So, I just got back from USC this past weekend after my month at the USC/LARB publishing workshop, which was an absolutely amazing experience. The people at the Los Angeles Review of Books are all extremely outgoing and kind. They clearly care about the value that every publisher brings to the table—we heard from smaller presses like Angel City Press and Tia Chucha, as well as massive corporations like Netflix and Amazon, and all the magazines, authors, and so on in between.

It was this constant dedication to diversity that made me wish to discuss the work of Billy Collins today briefly. Specifically, I wanted to talk about the poems in The Rain in Portugal, since I just finished it and it is fresh in my mind still. I should preface this with A) that I have not read all his work—in fact this is the only collection of his work that I have read, so take what I say with a grain of salt and B) that I really enjoyed his work. Like it was some of the most inspiring, thought provoking poetry I have ever read.

With that in mind, I wanted to talk about the issue I have with the collection. The issue I have found is that, in many cases, Collins provides only a male-centeric narrative to his poems. Under the Stars, Cosmology, and A Day in May (also titled “May Day”) I think illustrate this issue the best. Under the Stars portrays a person, who is most likely a man, pissing under the stars. While the overall message is to find tranquility in the most unusual of areas, the emphasis on fraternity creates a sort of in-group versus out-group mentality, where the reader may feel alienated if they lack a penis.

Similarly, Cosmology paints the image of the world resting on a variety of unusual pictures (the infinite backs of turtles, for example). Collins decides that placing the world on the back of Keith Richards, holding a bottle of Jack Daniels and smoking a Marlboro cigarettes is the ideal place to rest the world. Of course, this is meant to create humor, but the decision continues to uplift the male narratives. Which isn’t necessarily bad, until Collins begins to represent women to the contrary.

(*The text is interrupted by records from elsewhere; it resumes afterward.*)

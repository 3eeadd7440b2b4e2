/// Constants used by identifier normalization.
pub mod identifier {
    /// Minimum canonical identifier length (inclusive).
    pub const MIN_ACCOUNT_DIGITS: usize = 8;
    /// Maximum canonical identifier length (inclusive).
    pub const MAX_ACCOUNT_DIGITS: usize = 10;
    /// Two-digit suffixes stripped from otherwise valid identifiers.
    pub const ARTIFACT_SUFFIXES: [&str; 2] = ["01", "02"];
}

/// Constants used by timestamp extraction and localization.
pub mod timestamp {
    /// `chrono` format of the bracketed log-line timestamp.
    pub const LOG_TIMESTAMP_FORMAT: &str = "%Y-%m-%d %H:%M:%S";
    /// IANA zone the originating system writes its wall-clock timestamps in.
    pub const DEFAULT_TIME_ZONE: &str = "America/Indianapolis";
}

/// Textual markers recognized by the log-line classifier.
pub mod markers {
    /// Marker opening a transaction (`Starting API call for Purdue ID: 12345678`).
    pub const TRANSACTION_START: &str = "Starting API call for";
    /// Marker of the external update request line.
    pub const UPDATE_ATTEMPT: &str = "PUT Request URL:";
    /// Marker that begins an XML document.
    pub const XML_DOCUMENT_START: &str = "<?xml";
    /// Marker of the completion line written after a successful check-in.
    pub const TRANSACTION_COMPLETE: &str = "Logged check-in for user:";
    /// Leaf element holding the account's category in response payloads.
    pub const CATEGORY_ELEMENT: &str = "user_group";
    /// Leaf element naming the account a response payload belongs to.
    pub const PRIMARY_ID_ELEMENT: &str = "primary_id";
}

/// Constants used by the transaction correlator.
pub mod correlate {
    /// Maximum seconds between a transaction start and its terminal events.
    pub const DEFAULT_TIMEOUT_SECS: i64 = 60;
}

/// Constants used by the canonical check-in store.
pub mod store {
    /// Field delimiter of canonical store rows.
    pub const FIELD_DELIMITER: char = ',';
    /// Placeholder identifier the web application writes when lookup failed.
    pub const UNKNOWN_ACCOUNT: &str = "UNKNOWN";
    /// Prefix of placeholder identifiers written for failed requests.
    pub const ERROR_ACCOUNT_PREFIX: &str = "ERROR";
}

/// Constants used by the discrepancy reporter.
pub mod report {
    /// Default debug trace read by the reporter.
    pub const DEFAULT_DEBUG_LOG: &str = "logs/debug.log";
    /// Default canonical store read by the reporter.
    pub const DEFAULT_CHECKIN_LOG: &str = "logs/checkin_log.csv";
}

/// Constants used by the agreement-note audit.
pub mod audit {
    /// Note text identifying the user agreement.
    pub const AGREEMENT_NOTE_TEXT: &str = "Agreed to Knowledge Lab User Agreement";
    /// Segment the agreement note is expected to live in.
    pub const EXPECTED_NOTE_SEGMENT: &str = "Internal";
    /// Element wrapping a single account note.
    pub const NOTE_ELEMENT: &str = "user_note";
    /// Element holding a note's text.
    pub const NOTE_TEXT_ELEMENT: &str = "note_text";
    /// Attribute holding a note's segment.
    pub const NOTE_SEGMENT_ATTRIBUTE: &str = "segment_type";
    /// File extension of exported account records.
    pub const RECORD_EXTENSION: &str = "xml";
}

/// Log message prefixes used by the CLI runners and pipelines.
pub mod logging {
    /// Prefix for recovery pipeline events.
    pub const RECOVER_TAG: &str = "[checkin:recover]";
    /// Prefix for discrepancy reporter events.
    pub const COMPARE_TAG: &str = "[checkin:compare]";
    /// Prefix for agreement audit events.
    pub const AUDIT_TAG: &str = "[checkin:audit]";
}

In Collins work, women often become objects. A poem is personified as a woman, for example. And truthfully, it is extremely romantic and lovely to read. But it also can be one-dimensional. One example of this is in A Day in May, in which Collins highlights a girl telling him “have a nice day.” In his brief commentary afterwards, he mentions this statement as being “an irritant” because the girl could not possibly know how good the day was already. Yet to describe her as an irritant seems unfair. She was simple a cashier doing her job, and being polite about it at that. This representation presents women as “lesser” people. Which I think is on the border of cruel.

Anyways, that’s just my opinion. I still adore his poetry—I just ordered a couple more of his collections. But I still think that we can do better—or at least should be aware of the problems that exist even at the highest branches of poetic form. What do you think? Let me know in the comments!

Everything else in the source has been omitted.